Каждому обитателю барака хотелось повесить что-то от себя.
Татарин Мабурадзян Садыков (его у нас Борей звали) вырезал из картона сказочную рыбку. Фронтовик, бывший танкист Леонид Золотько (с дружеским прозвищем Большой хохол) завернул кусок своей пайки в клочок крашеной газеты: с виду – большая конфета. Валера Бережков (схлопотавший «катушку» за веру: по своим религиозным убеждениям, верный христианской заповеди «не убий», он отказался взять в руки оружие) из деревянных планочек смастерил крестик, облицевал его станиолем от конденсатора (нашлась такая блестящая фольга в мастерской рудника). Трижды перекрестившись, Валера смиренно промолвил:
– К Рождеству. Христос терпел и нам велел.
Не остались в стороне и школьники из Западной Украины – Богдан Караев, Миша Ястребовский, Максим Старощук. Что-то, уже не помню, что, изготовили ленинградцы Борис Шалыгин и Виталий Долгошев. Участвовали в украшении ёлки также Игорь Имшенецкий (его отец – известный микробиолог) и Саша Тетяев (сын профессора Ленинградского горного института Михаила Михайловича Тетяева).
…Повесили самоделки, набросили на колючие ветки разноцветные бумажные цепи и пушистые комки ваты, закрепили гирлянду.
Огрубевшие, уставшие от постоянного голода, вечного холода, тяжелой работы и многолетней неволи зэки охотно возились у ёлки, радуясь, словно дети.
– ёлочка, зажгись!
Латыш Эрик замкнул контакт, и ёлка тускло осветилась маленькими лампочками.
«В лесу родилась ёлочка…»
Зэки глухо чокнулись закопчёнными кружками с несколькими глотками чифиря – крепкой заварки чая, припасённого к этому торжественному случаю, из чьей-то давней посылки.

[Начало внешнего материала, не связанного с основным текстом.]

// gait-registry/src/list.rs
// ============================================================================
// Module: Registry List
// Description: Enumerates cached pack versions and cross-references pins.
// Purpose: Implement `spec.md` §4.9's `List` operation.
// Dependencies: gait-schema, std::fs
// ============================================================================

//! ## Overview
//! Walks the `<cache>/<pack_name>/<pack_version>/<digest>/` layout
//! [`crate::install::install`] writes and reports, for each cached entry,
//! whether it matches the pin currently recorded in `<cache>/pins/`. A
//! cached entry with no matching pin is still listed, just reported
//! unpinned, since an operator may keep multiple installed versions around.

use std::path::Path;
use std::path::PathBuf;

use crate::RegistryError;

/// One cached pack version discovered under the cache root.
#[derive(Debug, Clone, PartialEq, Eq, PartialOrd, Ord)]
pub struct CachedEntry {
    /// Name of the cached pack.
    pub pack_name: String,
    /// Version of the cached pack.
    pub pack_version: String,
    /// Content digest of the cached manifest.
    pub digest: String,
    /// Path to the cached `registry_pack.json`.
    pub path: PathBuf,
    /// Whether `digest` matches the pin currently recorded for `pack_name`.
    pub pin_verified: bool,
}

/// Lists every pack version cached under `cache_dir`.
///
/// # Errors
///
/// Returns [`RegistryError::Cache`] if `cache_dir` cannot be read.
pub fn list(cache_dir: &Path) -> Result<Vec<CachedEntry>, RegistryError> {
    let pins = read_pins(cache_dir);
    let mut entries = Vec::new();
    let pack_dirs = match std::fs::read_dir(cache_dir) {
        Ok(dirs) => dirs,
        Err(err) if err.kind() == std::io::ErrorKind::NotFound => return Ok(entries),
        Err(err) => return Err(RegistryError::Cache(err.to_string())),
    };
    for pack_dir in pack_dirs.filter_map(Result::ok) {
        let pack_name = pack_dir.file_name().to_string_lossy().into_owned();
        if pack_name == "pins" || !pack_dir.path().is_dir() {
            continue;
        }
        for version_dir in read_subdirs(&pack_dir.path()) {
            let pack_version = version_dir.file_name().map(|name| name.to_string_lossy().into_owned()).unwrap_or_default();
            for digest_dir in read_subdirs(&version_dir) {
                let digest = digest_dir.file_name().map(|name| name.to_string_lossy().into_owned()).unwrap_or_default();
                let manifest_path = digest_dir.join("registry_pack.json");
                if !manifest_path.is_file() {
                    continue;
                }
                let pin_verified = pins.get(&pack_name).is_some_and(|pinned_digest| pinned_digest == &digest);
                entries.push(CachedEntry { pack_name: pack_name.clone(), pack_version: pack_version.clone(), digest, path: manifest_path, pin_verified });
            }
        }
    }
    entries.sort();
    Ok(entries)
}

fn read_subdirs(dir: &Path) -> Vec<PathBuf> {
    std::fs::read_dir(dir).into_iter().flatten().filter_map(Result::ok).map(|entry| entry.path()).filter(|path| path.is_dir()).collect()
}

fn read_pins(cache_dir: &Path) -> std::collections::BTreeMap<String, String> {
    let pins_dir = cache_dir.join("pins");
    let mut pins = std::collections::BTreeMap::new();
    let Ok(entries) = std::fs::read_dir(&pins_dir) else {
        return pins;
    };
    for entry in entries.filter_map(Result::ok) {
        let path = entry.path();
        let Some(pack_name) = path.file_stem().map(|name| name.to_string_lossy().into_owned()) else {
            continue;
        };
        let Ok(contents) = std::fs::read_to_string(&path) else {
            continue;
        };
        let digest = contents.trim().strip_prefix("sha256:").unwrap_or(contents.trim()).to_string();
        pins.insert(pack_name, digest);
    }
    pins
}

#[cfg(test)]
mod tests {
    use super::list;

    #[test]
    fn lists_cached_entries_and_pin_status() {
        let cache_dir = tempfile::tempdir().unwrap();
        let digest_dir = cache_dir.path().join("demo-pack").join("1.0.0").join("d".repeat(64));
        std::fs::create_dir_all(&digest_dir).unwrap();
        std::fs::write(digest_dir.join("registry_pack.json"), b"{}").unwrap();
        let pins_dir = cache_dir.path().join("pins");
        std::fs::create_dir_all(&pins_dir).unwrap();
        std::fs::write(pins_dir.join("demo-pack.pin"), format!("sha256:{}\n", "d".repeat(64))).unwrap();

        let entries = list(cache_dir.path()).unwrap();
        assert_eq!(entries.len(), 1);
        assert!(entries[0].pin_verified);
    }

    #[test]
    fn reports_unpinned_entries_without_failing() {
        let cache_dir = tempfile::tempdir().unwrap();
        let digest_dir = cache_dir.path().join("demo-pack").join("1.0.0").join("e".repeat(64));
        std::fs::create_dir_all(&digest_dir).unwrap();
        std::fs::write(digest_dir.join("registry_pack.json"), b"{}").unwrap();

        let entries = list(cache_dir.path()).unwrap();
        assert_eq!(entries.len(), 1);
        assert!(!entries[0].pin_verified);
    }

    #[test]
    fn missing_cache_dir_returns_empty_list() {
        let cache_dir = tempfile::tempdir().unwrap();
        let missing = cache_dir.path().join("does-not-exist");
        let entries = list(&missing).unwrap();
        assert!(entries.is_empty());
    }
}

– Ну, будем! Доживём и до шампанского!
За окном, от многолюдного дыхания и отсыревшей одежды покрывшимся толстым наплывом льда, – минус 50, прожекторы на вышках еле пробивают молочную плотность морозного тумана. А в бараке необычно тепло, весело гудит от сильной тяги печка из бензиновой бочки, аж зарумянились от жара её бока. Между скрипучими нарами потянуло свежим лесным духом. В унылом жилище повеяло маленьким праздником. Зэки мысленно перенеслись домой, каждый – в свой, к своим жёнам, девушкам, детям, старикам. Ждут ли их дома? А, может, уже и не ждут… Устали ждать. Нахлынули воспоминания.

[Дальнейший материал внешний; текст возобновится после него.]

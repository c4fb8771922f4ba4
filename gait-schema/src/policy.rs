// gait-schema/src/policy.rs
// ============================================================================
// Module: Policy Document
// Description: The YAML policy document evaluated by the gate.
// Purpose: Strict-parse and validate `Policy` per `spec.md` §3/§4.6.
// Dependencies: serde, serde_yaml
// ============================================================================

//! ## Overview
//! A [`Policy`] is an ordered list of [`PolicyRule`]s plus a default
//! verdict. Matching is the gate's (`gait-policy`) job; this module only
//! owns parsing and structural validation, adapted from the teacher's
//! `decision-gate-config::policy` rule/effect vocabulary and generalized to
//! the richer match/constraint shape `spec.md` requires.

use serde::Deserialize;
use serde::Serialize;

use crate::SchemaError;

/// The decision a gate evaluation can reach.
#[derive(Debug, Clone, Copy, PartialEq, Eq, Serialize, Deserialize)]
#[serde(rename_all = "snake_case")]
pub enum Verdict {
    /// The intent is permitted.
    Allow,
    /// The intent is blocked.
    Block,
    /// The intent requires an approval token before it may proceed.
    RequireApproval,
    /// The intent is evaluated but not dispatched.
    DryRun,
}

impl Verdict {
    /// Returns the stable CLI/service exit code for this verdict, per
    /// `spec.md` §4.6 step 8.
    #[must_use]
    pub const fn exit_code(self) -> u8 {
        match self {
            Self::Allow | Self::DryRun => 0,
            Self::Block => 3,
            Self::RequireApproval => 4,
        }
    }
}

/// The effect a matching rule applies.
#[derive(Debug, Clone, Copy, PartialEq, Eq, Serialize, Deserialize)]
#[serde(rename_all = "snake_case")]
pub enum PolicyEffect {
    /// Permit the intent outright.
    Allow,
    /// Block the intent.
    Block,
    /// Require an approval token.
    RequireApproval,
    /// Evaluate but do not dispatch.
    DryRun,
}

impl From<PolicyEffect> for Verdict {
    fn from(effect: PolicyEffect) -> Self {
        match effect {
            PolicyEffect::Allow => Self::Allow,
            PolicyEffect::Block => Self::Block,
            PolicyEffect::RequireApproval => Self::RequireApproval,
            PolicyEffect::DryRun => Self::DryRun,
        }
    }
}

/// Fail-closed precondition configuration.
#[derive(Debug, Clone, Default, Serialize, Deserialize)]
#[serde(deny_unknown_fields)]
pub struct FailClosed {
    /// Whether fail-closed preconditions are active.
    #[serde(default)]
    pub enabled: bool,
    /// Risk classes this precondition applies to.
    #[serde(default)]
    pub risk_classes: Vec<String>,
    /// Context fields that must be present for the listed risk classes.
    #[serde(default)]
    pub required_fields: Vec<String>,
}

/// The set of intent attributes a rule matches against. An empty vector in
/// any field means "match any value" for that attribute.
#[derive(Debug, Clone, Default, Serialize, Deserialize)]
#[serde(deny_unknown_fields)]
pub struct RuleMatch {
    /// Tool names to match, compared case-sensitively.
    #[serde(default)]
    pub tool_names: Vec<String>,
    /// Target kinds to match, compared case-insensitively.
    #[serde(default)]
    pub target_kinds: Vec<String>,
    /// Target values to match.
    #[serde(default)]
    pub target_values: Vec<String>,
    /// Risk classes to match.
    #[serde(default)]
    pub risk_classes: Vec<String>,
    /// Endpoint classes to match, compared case-insensitively.
    #[serde(default)]
    pub endpoint_classes: Vec<String>,
    /// Skill publisher names to match.
    #[serde(default)]
    pub skill_publishers: Vec<String>,
    /// Skill source identifiers to match.
    #[serde(default)]
    pub skill_sources: Vec<String>,
}

/// One ordered policy rule.
#[derive(Debug, Clone, Serialize, Deserialize)]
#[serde(deny_unknown_fields)]
pub struct PolicyRule {
    /// Human-readable rule name, used in traces as `matched_rule`.
    pub name: String,
    /// Ascending evaluation priority; ties broken by declaration order.
    pub priority: i64,
    /// Effect applied when this rule matches and its constraints pass.
    pub effect: PolicyEffect,
    /// Match criteria.
    #[serde(rename = "match", default)]
    pub match_criteria: RuleMatch,
    /// Requires at least one valid approval token.
    #[serde(default)]
    pub require_approval: bool,
    /// Requires a credential broker grant.
    #[serde(default)]
    pub require_broker_credential: bool,
    /// Broker reference name to request a credential from.
    #[serde(skip_serializing_if = "Option::is_none")]
    pub broker_reference: Option<String>,
    /// Scopes requested from the broker.
    #[serde(default)]
    pub broker_scopes: Vec<String>,
    /// Requires a verified delegation chain.
    #[serde(default)]
    pub require_delegation: bool,
    /// Scopes the delegation chain must grant.
    #[serde(default)]
    pub delegation_scopes: Vec<String>,
    /// Requires `context.context_set_digest` evidence.
    #[serde(default)]
    pub require_context_evidence: bool,
    /// Minimum evidence mode required, `best_effort` or `required`.
    #[serde(skip_serializing_if = "Option::is_none")]
    pub required_context_evidence_mode: Option<String>,
    /// Maximum allowed `context.context_age_seconds`.
    #[serde(skip_serializing_if = "Option::is_none")]
    pub max_context_age_seconds: Option<u64>,
    /// Reason codes to surface verbatim when this rule matches.
    #[serde(default)]
    pub reason_codes: Vec<String>,
    /// Violation descriptions to surface when this rule matches.
    #[serde(default)]
    pub violations: Vec<String>,
}

/// A parsed policy document.
#[derive(Debug, Clone, Serialize, Deserialize)]
#[serde(deny_unknown_fields)]
pub struct Policy {
    /// Verdict applied when no rule matches.
    pub default_verdict: Verdict,
    /// Fail-closed preconditions, if any.
    #[serde(default)]
    pub fail_closed: Option<FailClosed>,
    /// Ordered rule set.
    #[serde(default)]
    pub rules: Vec<PolicyRule>,
}

impl Policy {
    /// Strict-parses a policy document from YAML bytes.
    ///
    /// # Errors
    ///
    /// Returns [`SchemaError`] on malformed YAML, an unknown top-level
    /// field, or a failed [`Policy::validate`] check.
    pub fn parse_yaml(bytes: &[u8]) -> Result<Self, SchemaError> {
        let policy: Self = serde_yaml::from_slice(bytes)?;
        policy.validate()?;
        Ok(policy)
    }

    /// Validates structural invariants: rule names non-empty, broker rules
    /// name a broker reference, at most one effect-`require_approval` path
    /// per rule is well-formed.
    ///
    /// # Errors
    ///
    /// Returns [`SchemaError::Invalid`] on the first violation found.
    pub fn validate(&self) -> Result<(), SchemaError> {
        for (idx, rule) in self.rules.iter().enumerate() {
            if rule.name.trim().is_empty() {
                return Err(SchemaError::Invalid(format!("rules[{idx}].name must be non-empty")));
            }
            if rule.require_broker_credential && rule.broker_reference.is_none() {
                return Err(SchemaError::Invalid(format!(
                    "rules[{idx}] requires a broker credential but names no broker_reference"
                )));
            }
        }
        Ok(())
    }
}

Бедная лагерная ёлка поддержала в зэках желание жить, вновь пробудила надежду. И надежда сбылась.
Не сразу, нехотя, тяжело, медленно, с волокитой и множеством уточнений и согласований, с натужным скрипом, словно с палками в колёсах, начались пересмотр дел «врагов народа» и их реабилитация.
Не знаю, по алфавиту ли, по возрасту ли, с учётом ли ранений и наград, полученных мною в боях, но я почти через два года (через два года!) после похорон «отца» оказался одним из первых, которым суждено было дожить до освобождения.

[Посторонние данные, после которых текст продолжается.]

// gait-cli/src/commands/keys.rs
// ============================================================================
// Module: Keys Command Group
// Description: `gait keys {init,rotate,verify}`.
// Purpose: Generate and inspect the ed25519 signing keys that back every
// other command's `--sign`/`--key-file` flags. `init` and `rotate` both
// write a fresh key; `rotate` additionally prints the superseded public key
// so callers can update trust anchors before discarding it.
// Dependencies: gait-core, clap
// ============================================================================

use std::fs::Permissions;
use std::os::unix::fs::PermissionsExt;
use std::path::PathBuf;

use clap::Args;
use clap::Subcommand;
use gait_core::PrivateKey;

use crate::CliError;
use crate::CliResult;
use crate::context::CliContext;
use crate::output;
use crate::output::print_json;

/// `gait keys` subcommands.
#[derive(Subcommand, Debug)]
pub enum KeysCommand {
    /// Generates a fresh signing key and writes it to a file.
    Init(InitArgs),
    /// Generates a replacement signing key, reporting the key it supersedes.
    Rotate(RotateArgs),
    /// Prints the public key corresponding to a private key file.
    Verify(VerifyArgs),
}

/// Arguments to `keys init`.
#[derive(Args, Debug)]
pub struct InitArgs {
    /// Path to write the new base64-encoded private key to.
    #[arg(long)]
    out: PathBuf,
}

/// Arguments to `keys rotate`.
#[derive(Args, Debug)]
pub struct RotateArgs {
    /// Path to the existing private key file being superseded.
    #[arg(long)]
    previous: PathBuf,
    /// Path to write the new base64-encoded private key to.
    #[arg(long)]
    out: PathBuf,
}

/// Arguments to `keys verify`.
#[derive(Args, Debug)]
pub struct VerifyArgs {
    /// Path to the private key file to derive a public key from.
    key_file: PathBuf,
}

/// Dispatches a `keys` subcommand.
///
/// # Errors
///
/// Propagates whatever error the selected subcommand's body returns.
pub fn dispatch(_ctx: &CliContext, command: KeysCommand) -> CliResult<std::process::ExitCode> {
    match command {
        KeysCommand::Init(args) => command_init(&args),
        KeysCommand::Rotate(args) => command_rotate(&args),
        KeysCommand::Verify(args) => command_verify(&args),
    }
}

fn write_private_key(path: &PathBuf, key: &PrivateKey) -> CliResult<()> {
    std::fs::write(path, key.to_base64()).map_err(|err| CliError::Usage(format!("failed to write {}: {err}", path.display())))?;
    std::fs::set_permissions(path, Permissions::from_mode(0o600)).map_err(|err| CliError::Usage(format!("failed to set permissions on {}: {err}", path.display())))?;
    Ok(())
}

fn load_private_key(path: &PathBuf) -> CliResult<PrivateKey> {
    let encoded = String::from_utf8(output::read_file(path)?).map_err(|err| CliError::Usage(err.to_string()))?;
    Ok(PrivateKey::from_base64(encoded.trim())?)
}

fn command_init(args: &InitArgs) -> CliResult<std::process::ExitCode> {
    let key = PrivateKey::generate();
    write_private_key(&args.out, &key)?;
    print_json(&serde_json::json!({"public_key": key.public_key().to_base64()}))?;
    Ok(std::process::ExitCode::SUCCESS)
}

fn command_rotate(args: &RotateArgs) -> CliResult<std::process::ExitCode> {
    let previous = load_private_key(&args.previous)?;
    let next = PrivateKey::generate();
    write_private_key(&args.out, &next)?;
    print_json(&serde_json::json!({
        "superseded_public_key": previous.public_key().to_base64(),
        "public_key": next.public_key().to_base64(),
    }))?;
    Ok(std::process::ExitCode::SUCCESS)
}

fn command_verify(args: &VerifyArgs) -> CliResult<std::process::ExitCode> {
    let key = load_private_key(&args.key_file)?;
    print_json(&serde_json::json!({"public_key": key.public_key().to_base64()}))?;
    Ok(std::process::ExitCode::SUCCESS)
}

Я невольно сравнил: чтобы отправить меня на многие годы за колючую проволоку, на арест, выколачивание показаний и неправедный суд проворным исполнителям потребовалось немногим более месяца. А чтобы освободить – два года!
По пословице «В тюрьму – широкие ворота, из тюрьмы – узенькая калитка».
…Сколько лет прошло с той поры! Миллионы нарядных ёлок зажглись за эти годы – на площадях городов, в школах, детских садах, дворцах, общежитиях, уютных квартирах… Сколько детей выросло (уже и состариться успели!), сколько внуков стало взрослыми! Хороводы вокруг новогодних ёлок весело водят уже правнуки тех «врагов народа» – дети, не знающие даже зловещего слова ГУЛАГ.
Всё осталось в далёком прошлом.
И мне, тогдашнему молодому человеку, а ныне тихо доживающему свой век поседевшему деду пора бы забыть те далекие годы и не терзать уставшую память больными воспоминаниями.
А я помню. По именам помню соседей по нарам (к сожалению, никого из них давно уже нет в живых: жертвы ГУЛАГа не стали долгожителями). Помню всех, с кем единственный раз устраивал ту скромную новогоднюю ёлку.
Помню. Потому что там остался лучший отрезок моей жизни. Потому что и в той беспросветности были у меня редкие встречи и мгновения, от которых ненадолго становилось тепло на душе. Одно из воспоминаний – новогодняя ёлка из стланика в мрачном бараке за заиндевевшей колючей проволокой. Среди диких сопок заснеженного, морозного Оймякона. На высоте около двух тысяч метров. Более шестидесяти лет тому назад.